COURTESY GALERIE RODOLPHE JANSSEN, BRUSSELS, AND GAVLAK GALLERY, LOS ANGELES
The following is a response to Maura Reilly’s article “Taking the Measure of Sexism: Facts, Figures, and Fixes” about the current statistics of Women in the Art World. Our coverage begins with our Editor’s Letter.
COURTESY GALERIE RODOLPHE JANSSEN, BRUSSELS, AND GAVLAK GALLERY, LOS ANGELES
When I first came to New York in the late ’60s, I was in my mid-20s. I would go around to galleries and talk to the dealers, or the person manning the front desk, and they would say, “Come back in ten years when you’ve found your own voice.” But actually quite a lot of the dealers would say, “Even ten years from now, when you have your own voice, don’t come back, because we don’t show women.”
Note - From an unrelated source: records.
//! Configuration types for market-quotes
//!
//! Every section has defaults, so an empty file (or none at all) yields a
//! working configuration. The API key itself never lives in the file; only
//! the name of the environment variable holding it.

use crate::quote::{
    AlphaVantageConfig, ApiKey, FetchSettings, RateLimitPolicy, SymbolMap, ALPHA_VANTAGE_URL,
};
use crate::telemetry::LogFormat;
use serde::Deserialize;
use std::collections::BTreeMap;
use std::time::Duration;

/// Root configuration structure
#[derive(Debug, Clone, Default, Deserialize)]
pub struct Config {
    #[serde(default)]
    pub provider: ProviderConfig,
    #[serde(default)]
    pub fetcher: FetcherConfig,
    #[serde(default)]
    pub symbols: SymbolsConfig,
    #[serde(default)]
    pub server: ServerConfig,
    #[serde(default)]
    pub telemetry: TelemetryConfig,
}

/// Upstream quote provider configuration
#[derive(Debug, Clone, Deserialize)]
pub struct ProviderConfig {
    /// Base URL of the quote API
    #[serde(default = "default_base_url")]
    pub base_url: String,
    /// Per-request timeout (seconds)
    #[serde(default = "default_timeout_secs")]
    pub timeout_secs: u64,
    /// Environment variable holding the API key
    #[serde(default = "default_api_key_env")]
    pub api_key_env: String,
}

fn default_base_url() -> String {
    ALPHA_VANTAGE_URL.to_string()
}
fn default_timeout_secs() -> u64 {
    10
}
fn default_api_key_env() -> String {
    "ALPHA_VANTAGE_API_KEY".to_string()
}

impl Default for ProviderConfig {
    fn default() -> Self {
        Self {
            base_url: default_base_url(),
            timeout_secs: default_timeout_secs(),
            api_key_env: default_api_key_env(),
        }
    }
}

impl ProviderConfig {
    pub fn client_config(&self) -> AlphaVantageConfig {
        AlphaVantageConfig {
            base_url: self.base_url.clone(),
            timeout: Duration::from_secs(self.timeout_secs),
        }
    }

    /// Read the API key from the configured environment variable
    pub fn api_key(&self) -> ApiKey {
        ApiKey::from_env(&self.api_key_env)
    }
}

/// Rate-limit handling mode
#[derive(Debug, Clone, Copy, Deserialize, PartialEq, Eq, Default)]
#[serde(rename_all = "lowercase")]
pub enum RateLimitMode {
    #[default]
    Abort,
    Cooldown,
}

/// Fetch loop configuration
#[derive(Debug, Clone, Deserialize)]
pub struct FetcherConfig {
    /// Pause between upstream requests (seconds). 13s keeps under 5 calls/minute.
    #[serde(default = "default_request_delay_secs")]
    pub request_delay_secs: u64,

    /// What to do when the key is throttled
    #[serde(default)]
    pub rate_limit_policy: RateLimitMode,

    /// Cooldown before the single retry in cooldown mode (seconds)
    #[serde(default = "default_cooldown_secs")]
    pub cooldown_secs: u64,
}

fn default_request_delay_secs() -> u64 {
    13
}
fn default_cooldown_secs() -> u64 {
    60
}

impl Default for FetcherConfig {
    fn default() -> Self {
        Self {
            request_delay_secs: default_request_delay_secs(),
            rate_limit_policy: RateLimitMode::Abort,
            cooldown_secs: default_cooldown_secs(),
        }
    }
}

impl FetcherConfig {
    pub fn settings(&self) -> FetchSettings {
        let rate_limit_policy = match self.rate_limit_policy {
            RateLimitMode::Abort => RateLimitPolicy::Abort,
            RateLimitMode::Cooldown => RateLimitPolicy::Cooldown {
                cooldown: Duration::from_secs(self.cooldown_secs),
            },
        };
        FetchSettings {
            request_delay: Duration::from_secs(self.request_delay_secs),
            rate_limit_policy,
        }
    }
}

/// Symbol mapping configuration
#[derive(Debug, Clone, Deserialize)]
pub struct SymbolsConfig {
    /// Start from the built-in BSE table
    #[serde(default = "default_true")]
    pub use_defaults: bool,
    /// Extra or overriding entries: internal ticker -> upstream symbol
    #[serde(default)]
    pub map: BTreeMap<String, String>,
}

fn default_true() -> bool {
    true
}

impl Default for SymbolsConfig {
    fn default() -> Self {
        Self {
            use_defaults: true,
            map: BTreeMap::new(),
        }
    }
}

/// HTTP server configuration
#[derive(Debug, Clone, Deserialize)]
pub struct ServerConfig {
    #[serde(default = "default_host")]
    pub host: String,
    #[serde(default = "default_port")]
    pub port: u16,
    /// Deadline for one /api/stocks request (seconds); remaining symbols are cancelled
    #[serde(default = "default_request_timeout_secs")]
    pub request_timeout_secs: u64,
}

fn default_host() -> String {
    "0.0.0.0".to_string()
}
fn default_port() -> u16 {
    8080
}
fn default_request_timeout_secs() -> u64 {
    120
}

impl Default for ServerConfig {
    fn default() -> Self {
        Self {
            host: default_host(),
            port: default_port(),
            request_timeout_secs: default_request_timeout_secs(),
        }
    }
}

/// Telemetry configuration
#[derive(Debug, Clone, Deserialize)]
pub struct TelemetryConfig {
    #[serde(default = "default_log_level")]
    pub log_level: String,
    #[serde(default)]
    pub log_format: LogFormat,
    /// Prometheus exporter port; disabled when unset
    pub metrics_port: Option<u16>,
}

fn default_log_level() -> String {
    "info".to_string()
}

impl Default for TelemetryConfig {
    fn default() -> Self {
        Self {
            log_level: default_log_level(),
            log_format: LogFormat::Pretty,
            metrics_port: None,
        }
    }
}

impl Config {
    /// Load configuration from a TOML file
    pub fn load(path: impl AsRef<std::path::Path>) -> anyhow::Result<Self> {
        let content = std::fs::read_to_string(path)?;
        let config: Config = toml::from_str(&content)?;
        Ok(config)
    }

    /// Symbol table: built-in defaults (unless disabled) overlaid with `[symbols.map]`
    pub fn symbol_map(&self) -> SymbolMap {
        let mut map = if self.symbols.use_defaults {
            SymbolMap::with_defaults()
        } else {
            SymbolMap::new()
        };
        map.extend(&self.symbols.map);
        map
    }
}
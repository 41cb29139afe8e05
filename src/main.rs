//! task - run YAML-defined tasks and their dependencies

use std::path::{Path, PathBuf};
use std::process::ExitCode;
use std::sync::Arc;

use clap::Parser;
use console::style;
use tracing_subscriber::EnvFilter;

mod cli;

use cli::{Cli, ListFormat};
use task_runner::{
    ConsoleReporter, Executor, ExecutorConfig, Outcome, Pipeline, Result, RunnerError,
};

#[tokio::main]
async fn main() -> ExitCode {
    // Set up panic handler for nice error messages
    miette::set_panic_hook();

    let cli = Cli::parse();

    init_tracing(cli.verbose);

    if cli.no_color {
        console::set_colors_enabled(false);
        console::set_colors_enabled_stderr(false);
    }

    match run(cli).await {
        Ok(Outcome::Ok) => ExitCode::SUCCESS,
        Ok(Outcome::Error) => ExitCode::FAILURE,
        Err(e) => {
            eprintln!("{}: {:?}", style("error").red().bold(), miette::Report::new(e));
            ExitCode::FAILURE
        }
    }
}

fn init_tracing(verbose: bool) {
    let mut filter = EnvFilter::try_from_default_env().unwrap_or_else(|_| EnvFilter::new("warn"));
    if verbose {
        if let Ok(directive) = "task_runner=debug".parse() {
            filter = filter.add_directive(directive);
        }
    }

    tracing_subscriber::fmt()
        .with_env_filter(filter)
        .with_writer(std::io::stderr)
        .without_time()
        .init();
}

/// Load the pipeline, then list or run the requested tasks.
///
/// Returns `Outcome::Error` when any requested task failed.
async fn run(cli: Cli) -> Result<Outcome> {
    let cwd = working_directory(cli.working_directory.as_deref())?;
    let (pipeline, _) = Pipeline::load(&cwd, &cli.config)?;

    if cli.tasks.is_empty() {
        print_task_list(&pipeline, cli.format);
        return Ok(Outcome::Ok);
    }

    // Unknown names abort before anything runs
    for name in &cli.tasks {
        pipeline.resolve(name)?;
    }

    let config = ExecutorConfig {
        cwd,
        verbose: cli.verbose,
        progress: console::Term::stderr().is_term(),
    };
    let executor = Executor::new(pipeline, config, Arc::new(ConsoleReporter::new(cli.verbose)));

    let mut outcome = Outcome::Ok;
    for name in &cli.tasks {
        if executor.run(name).await? == Outcome::Error {
            outcome = Outcome::Error;
        }
    }

    Ok(outcome)
}

fn working_directory(dir: Option<&Path>) -> Result<PathBuf> {
    match dir {
        Some(dir) if dir.is_dir() => Ok(std::fs::canonicalize(dir)?),
        Some(dir) => Err(RunnerError::WorkingDirectoryNotFound {
            path: dir.to_path_buf(),
        }),
        None => Ok(std::env::current_dir()?),
    }
}

fn print_task_list(pipeline: &Pipeline, format: ListFormat) {
    match format {
        ListFormat::Table => {
            println!("{}", style("Available tasks:").bold());
            println!();

            let max_name_len = pipeline.task_names().map(str::len).max().unwrap_or(0);

            for task in pipeline.tasks() {
                let desc = task.description.as_deref().unwrap_or("");
                println!(
                    "  {}{}  {}",
                    style(&task.key).cyan().bold(),
                    " ".repeat(max_name_len - task.key.len()),
                    style(desc).dim()
                );
            }
        }

        ListFormat::Json => {
            let tasks: Vec<_> = pipeline
                .tasks()
                .map(|task| {
                    serde_json::json!({
                        "name": task.key,
                        "description": task.description,
                    })
                })
                .collect();

            match serde_json::to_string_pretty(&tasks) {
                Ok(json) => println!("{json}"),
                Err(e) => tracing::error!("failed to render task list: {e}"),
            }
        }

        ListFormat::Plain => {
            for name in pipeline.task_names() {
                println!("{name}");
            }
        }
    }
}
Later, New York State passed a law that made it illegal for employers to ask a prospective employee what his or her thoughts were about having a family. I would have dealers to my studio, and this was clearly still something they wanted to know. And it was interesting to see them dance around the question, because they could no longer directly say, “What are your plans for a family?”
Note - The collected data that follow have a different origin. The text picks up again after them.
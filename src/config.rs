//! Configuration parsing for task.yml
//!
//! Loads the pipeline definition and resolves every task's defaults up
//! front, so the [`Pipeline`] handed to the executor is immutable.

use serde::de::{self, MapAccess, Visitor};
use serde::{Deserialize, Deserializer};
use std::collections::HashMap;
use std::fmt;
use std::path::{Path, PathBuf};

use crate::error::{Result, RunnerError};

/// Default config file name, looked up in the working directory
pub const CONFIG_FILE: &str = "task.yml";

/// Root of the YAML document as written by the user
#[derive(Debug, Default, Deserialize)]
#[serde(deny_unknown_fields)]
struct PipelineConfig {
    /// Path to a dotenv file loaded for every task
    #[serde(default)]
    dotenv: Option<PathBuf>,

    /// Global environment variables
    #[serde(default, deserialize_with = "string_map")]
    environment: HashMap<String, String>,

    /// Task definitions, in declaration order
    #[serde(default, deserialize_with = "ordered_tasks")]
    tasks: Vec<(String, TaskConfig)>,
}

/// A single task as written in the YAML document
#[derive(Debug, Default, Deserialize)]
#[serde(deny_unknown_fields)]
struct TaskConfig {
    #[serde(default)]
    name: Option<String>,

    #[serde(default)]
    description: Option<String>,

    #[serde(default)]
    directory: Option<PathBuf>,

    #[serde(default)]
    output: bool,

    #[serde(default)]
    commands: Vec<String>,

    #[serde(default)]
    depends: Vec<String>,

    #[serde(default)]
    dotenv: Option<PathBuf>,

    #[serde(default, deserialize_with = "string_map")]
    environment: HashMap<String, String>,
}

/// The loaded task pipeline
#[derive(Debug, Clone, Default)]
pub struct Pipeline {
    /// Path to the global dotenv file, as written
    pub dotenv: Option<PathBuf>,
    /// Global environment variables
    pub environment: HashMap<String, String>,
    tasks: Vec<Task>,
    index: HashMap<String, usize>,
}

/// A task with all of its defaults resolved
#[derive(Debug, Clone, PartialEq, Eq)]
pub struct Task {
    /// Key of the task in the pipeline
    pub key: String,
    /// Name shown in status lines, defaults to `key`
    pub name: String,
    pub description: Option<String>,
    /// Directory the commands run in, created if missing
    pub directory: Option<PathBuf>,
    /// Stream command output instead of capturing it
    pub output: bool,
    pub commands: Vec<String>,
    pub depends: Vec<String>,
    pub dotenv: Option<PathBuf>,
    pub environment: HashMap<String, String>,
}

impl Pipeline {
    /// Load `config` from `working_dir`.
    ///
    /// Returns the pipeline and the path it was read from.
    pub fn load(working_dir: &Path, config: &str) -> Result<(Self, PathBuf)> {
        let path = working_dir.join(config);
        if !path.is_file() {
            return Err(RunnerError::ConfigNotFound {
                name: config.to_string(),
                dir: working_dir.to_path_buf(),
            });
        }

        let content = std::fs::read_to_string(&path)?;
        let pipeline = Self::from_yaml(&content, &path)?;

        tracing::debug!(
            path = %path.display(),
            tasks = pipeline.tasks.len(),
            "loaded pipeline"
        );

        Ok((pipeline, path))
    }

    /// Parse a pipeline from YAML text; `path` is only used for errors
    pub fn from_yaml(content: &str, path: &Path) -> Result<Self> {
        if content.trim().is_empty() {
            return Ok(Self::default());
        }

        // Syntax errors and shape errors are reported separately
        let value: serde_yaml::Value =
            serde_yaml::from_str(content).map_err(|e| RunnerError::ConfigParse {
                source: e,
                path: path.to_path_buf(),
            })?;

        let config = if value.is_null() {
            PipelineConfig::default()
        } else {
            serde_yaml::from_value(value).map_err(|e| RunnerError::InvalidPipeline {
                source: e,
                path: path.to_path_buf(),
            })?
        };

        Ok(Self::from_config(config))
    }

    fn from_config(config: PipelineConfig) -> Self {
        let mut tasks = Vec::with_capacity(config.tasks.len());
        let mut index = HashMap::with_capacity(config.tasks.len());

        for (key, task) in config.tasks {
            index.insert(key.clone(), tasks.len());
            tasks.push(Task {
                name: task.name.unwrap_or_else(|| key.clone()),
                key,
                description: task.description,
                directory: task.directory,
                output: task.output,
                commands: task.commands,
                depends: task.depends,
                dotenv: task.dotenv,
                environment: task.environment,
            });
        }

        Self {
            dotenv: config.dotenv,
            environment: config.environment,
            tasks,
            index,
        }
    }

    /// Look up a task by its key
    pub fn resolve(&self, name: &str) -> Result<&Task> {
        self.index
            .get(name)
            .map(|&i| &self.tasks[i])
            .ok_or_else(|| RunnerError::UnknownTask {
                name: name.to_string(),
                available: self.task_names().map(str::to_string).collect(),
            })
    }

    /// All tasks in declaration order
    pub fn tasks(&self) -> impl Iterator<Item = &Task> {
        self.tasks.iter()
    }

    /// All task keys in declaration order
    pub fn task_names(&self) -> impl Iterator<Item = &str> {
        self.tasks.iter().map(|t| t.key.as_str())
    }
}

/// Deserialize the `tasks` mapping while keeping declaration order
fn ordered_tasks<'de, D>(deserializer: D) -> std::result::Result<Vec<(String, TaskConfig)>, D::Error>
where
    D: Deserializer<'de>,
{
    struct TasksVisitor;

    impl<'de> Visitor<'de> for TasksVisitor {
        type Value = Vec<(String, TaskConfig)>;

        fn expecting(&self, f: &mut fmt::Formatter) -> fmt::Result {
            f.write_str("a mapping of task names to tasks")
        }

        fn visit_unit<E: de::Error>(self) -> std::result::Result<Self::Value, E> {
            Ok(Vec::new())
        }

        fn visit_map<A>(self, mut map: A) -> std::result::Result<Self::Value, A::Error>
        where
            A: MapAccess<'de>,
        {
            let mut tasks = Vec::with_capacity(map.size_hint().unwrap_or(0));
            while let Some((name, task)) = map.next_entry::<String, Option<TaskConfig>>()? {
                tasks.push((name, task.unwrap_or_default()));
            }
            Ok(tasks)
        }
    }

    deserializer.deserialize_any(TasksVisitor)
}

/// Environment values may be written as numbers or booleans; keep them as text
fn string_map<'de, D>(deserializer: D) -> std::result::Result<HashMap<String, String>, D::Error>
where
    D: Deserializer<'de>,
{
    let raw: Option<HashMap<String, serde_yaml::Value>> = Option::deserialize(deserializer)?;

    raw.unwrap_or_default()
        .into_iter()
        .map(|(key, value)| {
            let value = match value {
                serde_yaml::Value::String(s) => s,
                serde_yaml::Value::Number(n) => n.to_string(),
                serde_yaml::Value::Bool(b) => b.to_string(),
                serde_yaml::Value::Null => String::new(),
                _ => {
                    return Err(de::Error::custom(format!(
                        "environment variable {key} must be a scalar value"
                    )))
                }
            };
            Ok((key, value))
        })
        .collect()
}

#[cfg(test)]
mod tests {
    use super::*;

    fn parse(yaml: &str) -> Result<Pipeline> {
        Pipeline::from_yaml(yaml, Path::new("task.yml"))
    }

    #[test]
    fn test_parse_pipeline() {
        let yaml = r#"
dotenv: .env
environment:
  APP_ENV: test
  RETRIES: 3
tasks:
  download:
    name: download source code
    description: Fetch the sources
    directory: build
    commands:
      - git clone repo .
  install:
    description: Install the application
    output: true
    depends: [download]
    dotenv: config/.env
    environment:
      DEBUG: true
    commands:
      - make install
"#;

        let pipeline = parse(yaml).unwrap();
        assert_eq!(pipeline.dotenv, Some(PathBuf::from(".env")));
        assert_eq!(pipeline.environment["APP_ENV"], "test");
        assert_eq!(pipeline.environment["RETRIES"], "3");

        let download = pipeline.resolve("download").unwrap();
        assert_eq!(download.name, "download source code");
        assert_eq!(download.directory, Some(PathBuf::from("build")));
        assert!(!download.output);

        let install = pipeline.resolve("install").unwrap();
        assert_eq!(install.name, "install");
        assert!(install.output);
        assert_eq!(install.depends, vec!["download"]);
        assert_eq!(install.dotenv, Some(PathBuf::from("config/.env")));
        assert_eq!(install.environment["DEBUG"], "true");
    }

    #[test]
    fn test_tasks_keep_declaration_order() {
        let yaml = r#"
tasks:
  zeta: {}
  alpha: {}
  mid:
    commands: [echo mid]
"#;

        let pipeline = parse(yaml).unwrap();
        let names: Vec<_> = pipeline.task_names().collect();
        assert_eq!(names, vec!["zeta", "alpha", "mid"]);
    }

    #[test]
    fn test_resolve_is_stable() {
        let pipeline = parse("tasks:\n  build:\n    commands: [make]\n").unwrap();

        let first = pipeline.resolve("build").unwrap().clone();
        let second = pipeline.resolve("build").unwrap();
        assert_eq!(first.name, "build");
        assert_eq!(&first, second);
    }

    #[test]
    fn test_resolve_unknown_task() {
        let pipeline = parse("tasks:\n  build: {}\n").unwrap();

        match pipeline.resolve("deploy") {
            Err(RunnerError::UnknownTask { name, available }) => {
                assert_eq!(name, "deploy");
                assert_eq!(available, vec!["build"]);
            }
            other => panic!("expected UnknownTask, got {other:?}"),
        }
    }

    #[test]
    fn test_empty_document() {
        let pipeline = parse("").unwrap();
        assert_eq!(pipeline.tasks().count(), 0);

        let pipeline = parse("tasks:\n").unwrap();
        assert_eq!(pipeline.tasks().count(), 0);
    }

    #[test]
    fn test_task_without_body() {
        let pipeline = parse("tasks:\n  noop:\n").unwrap();
        let noop = pipeline.resolve("noop").unwrap();
        assert!(noop.commands.is_empty());
        assert_eq!(noop.name, "noop");
    }

    #[test]
    fn test_invalid_syntax() {
        let result = parse("tasks: [build");
        assert!(matches!(result, Err(RunnerError::ConfigParse { .. })));
    }

    #[test]
    fn test_duplicate_task_key() {
        let result = parse("tasks:\n  a: {}\n  a:\n    commands: [make]\n");
        assert!(matches!(result, Err(RunnerError::ConfigParse { .. })));
    }

    #[test]
    fn test_invalid_pipeline_shape() {
        assert!(matches!(
            parse("tasks: foo"),
            Err(RunnerError::InvalidPipeline { .. })
        ));
        assert!(matches!(
            parse("tasks:\n  build:\n    commandz: [make]\n"),
            Err(RunnerError::InvalidPipeline { .. })
        ));
        assert!(matches!(
            parse("environment:\n  NESTED: {a: b}\n"),
            Err(RunnerError::InvalidPipeline { .. })
        ));
    }

    #[test]
    fn test_load_missing_config() {
        let dir = tempfile::tempdir().unwrap();
        let result = Pipeline::load(dir.path(), CONFIG_FILE);
        assert!(matches!(result, Err(RunnerError::ConfigNotFound { .. })));
    }

    #[test]
    fn test_load_from_working_directory() {
        let dir = tempfile::tempdir().unwrap();
        std::fs::write(dir.path().join("other.yml"), "tasks:\n  a: {}\n").unwrap();

        let (pipeline, path) = Pipeline::load(dir.path(), "other.yml").unwrap();
        assert_eq!(path, dir.path().join("other.yml"));
        assert!(pipeline.resolve("a").is_ok());
    }
}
These days, we take it for granted that there are more women in the galleries and in museums, but when you look at the actual numbers, there has been little improvement. When I look at the numbers, I shake my head. Where is the “leaning in”? To me, “separate but equal” doesn’t work, and you can see it in the statistics. We are still a qualified group—“women artists,” “black artists,” “artists of color.” And that makes it lesser. But we can’t just look at individual numbers or charts. We need to look at the big picture for any given artist. Where am I getting to show? Who’s getting to look at my work? Who’s writing about it? Who’s buying it? You also can’t just concentrate on how much money I am making.
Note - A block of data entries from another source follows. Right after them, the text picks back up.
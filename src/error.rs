//! Error types for the task runner
//!
//! Uses `miette` for pretty error reporting with help text. Everything in
//! here is fatal: a task whose command fails is not an error, it is an
//! [`Outcome::Error`](crate::executor::Outcome).

use miette::Diagnostic;
use std::path::PathBuf;
use thiserror::Error;

/// Main error type for task runner operations
#[derive(Error, Diagnostic, Debug)]
pub enum RunnerError {
    #[error("Directory does not exist: {}", .path.display())]
    #[diagnostic(
        code(task_runner::working_directory),
        help("Pass an existing directory to --working-directory")
    )]
    WorkingDirectoryNotFound { path: PathBuf },

    #[error("{name} not found in {}", .dir.display())]
    #[diagnostic(
        code(task_runner::config::not_found),
        help("Create the config file, or pick another one with --config")
    )]
    ConfigNotFound { name: String, dir: PathBuf },

    #[error("Error parsing YAML configuration")]
    #[diagnostic(
        code(task_runner::config::parse),
        help("Check that the config file is using valid syntax")
    )]
    ConfigParse {
        #[source]
        source: serde_yaml::Error,
        path: PathBuf,
    },

    #[error("Invalid YAML configuration file")]
    #[diagnostic(code(task_runner::config::invalid))]
    InvalidPipeline {
        #[source]
        source: serde_yaml::Error,
        path: PathBuf,
    },

    #[error("Unknown task: {name}")]
    #[diagnostic(
        code(task_runner::task::not_found),
        help("Run `task` without arguments to see available tasks")
    )]
    UnknownTask { name: String, available: Vec<String> },

    #[error("Circular dependency detected: {cycle}")]
    #[diagnostic(
        code(task_runner::task::cycle),
        help("Check the 'depends' field in your task definitions")
    )]
    CyclicDependency { cycle: String },

    #[error("dotenv file not found: {}", .path.display())]
    #[diagnostic(code(task_runner::dotenv::not_found))]
    DotenvNotFound { path: PathBuf },

    #[error("Failed to load dotenv file {}", .path.display())]
    #[diagnostic(code(task_runner::dotenv::load))]
    Dotenv {
        #[source]
        source: dotenvy::Error,
        path: PathBuf,
    },

    #[error("Failed to create directory {}", .path.display())]
    #[diagnostic(code(task_runner::task::directory))]
    CreateDirectory {
        #[source]
        source: std::io::Error,
        path: PathBuf,
    },

    #[error("I/O error")]
    #[diagnostic(code(task_runner::io))]
    Io(#[from] std::io::Error),
}

/// Result type alias for task runner operations
pub type Result<T> = std::result::Result<T, RunnerError>;
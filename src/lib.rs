//! task-runner - a declarative task runner
//!
//! Tasks are defined in a YAML file; running a task runs its dependencies
//! first, in order, and skips everything downstream of a failure.
//!
//! # Example
//!
//! ```yaml
//! # task.yml
//! environment:
//!   APP_ENV: test
//!
//! tasks:
//!   download:
//!     name: download source code
//!     directory: build
//!     commands:
//!       - git clone https://example.com/app.git .
//!
//!   install:
//!     description: Install the application
//!     depends: [download]
//!     dotenv: .env
//!     commands:
//!       - make install
//! ```
//!
//! # Library Usage
//!
//! ```rust,ignore
//! use std::sync::Arc;
//! use task_runner::{ConsoleReporter, Executor, ExecutorConfig, Pipeline, CONFIG_FILE};
//!
//! #[tokio::main]
//! async fn main() -> Result<(), Box<dyn std::error::Error>> {
//!     let cwd = std::env::current_dir()?;
//!     let (pipeline, _) = Pipeline::load(&cwd, CONFIG_FILE)?;
//!
//!     let config = ExecutorConfig { cwd, ..Default::default() };
//!     let executor = Executor::new(pipeline, config, Arc::new(ConsoleReporter::new(false)));
//!     executor.run("install").await?;
//!
//!     Ok(())
//! }
//! ```

pub mod config;
pub mod environment;
pub mod error;
pub mod executor;
pub mod report;

// Re-export main types
pub use config::{Pipeline, Task, CONFIG_FILE};
pub use error::{Result, RunnerError};
pub use executor::{Executor, ExecutorConfig, Outcome};
pub use report::{ConsoleReporter, RecordingReporter, Reporter, Status};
My work is owned by one museum, the Centre Pompidou in Paris. I have never been in a show in a U.S. museum. I never know how much to attribute this to the fact that I’m a woman and how much to attribute to my subject matter, which presents a challenge for dealers. Luckily, I now have two terrific dealers—Gavlak in Los Angeles and Palm Beach and Rodolphe Janssen in Brussels—who are courageous and who like to have conversations about controversial work.
A couple of years ago, I reread a book called The Art Dealers, which originally came out in the early ’70s. The authors, Laura de Coppet and Alan Jones, talked to top dealers over a two- or three-year period. I was more than halfway through before any dealer mentioned a woman artist. I think it was either Louise Nevelson or Louise Bourgeois. I was three-quarters through before one dealer said that when she developed her gallery, she knew she wanted to show a significant number of women and could develop a market for that. In the context of this book, and of the time, the word “artist” meant “male artist,” and predominantly “white male artist.” This morning, I reread Linda Nochlin’s essay from 1971, “Why Have There Been No Great Women Artists?” (I’ve always thought of it as one half of a double feature with Virginia Woolf’s “A Room of One’s Own.”) And it’s exactly what Nochlin was saying, that in the general culture the word “artist” means “white man.” I don’t know how much of that has actually changed. Right now, we are in an age of rediscovery of certain artists. Why that is, I really can’t say, but I am grateful for the attention I am getting. I feel appreciated for what I do and what I’ve done, but when I look at the big picture I still see a lot of tokenism.